Until the law of 10 July 1964 the commune was part of the department of Seine. The redistribution of the former departments of Seine and Seine-et-Oise resulted in the commune becoming part of Seine-Saint-Denis after the administrative transfer effective from 1 January 1968.

Aubervilliers is the only commune of the canton of Aubervilliers, created in 2015. It is one of the 9 communes of the arrondissement of Saint-Denis.

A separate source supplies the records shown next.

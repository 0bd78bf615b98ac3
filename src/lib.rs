//! Headless engine for the client onboarding form: masked inputs, two-phase
//! field validation with a deduplicated corporation registry check, and a
//! single-transaction submit flow.

pub mod client;
pub mod config;
pub mod form;
pub mod i18n;
pub mod id;
pub mod mask;
pub mod onboarding;
pub mod prelude;
pub mod rules;
pub mod sanitize;
pub mod schema;
pub mod session;

pub use client::{
    ClientError, CorporationCheck, CorporationChecker, ExceptionReporter, ReportContext,
    SubmissionClient, TracingReporter,
};
pub use config::{FieldDescriptor, FieldKind, FormConfig, Grid, StepConfig};
pub use i18n::{I18nManager, Locale, Translate};
pub use onboarding::{OnboardingForm, OnboardingFormError, OnboardingServices};
pub use schema::{OnboardingError, OnboardingField, OnboardingRecord};
pub use session::ValidationSession;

===Political trends and results===

In the 2008 municipal elections, the PS came first in the first round of 9 March 2008 but lost against the list headed by the PCF. Despite the national agreements to desist in favour of the leftist list in the best position, the PS list led by Jacques Salvator was maintained in the second round and won the election with 41.48% of the vote against the list of the incumbent mayor, Pascal Beaudet (PCF), the UMP, and the MoDem.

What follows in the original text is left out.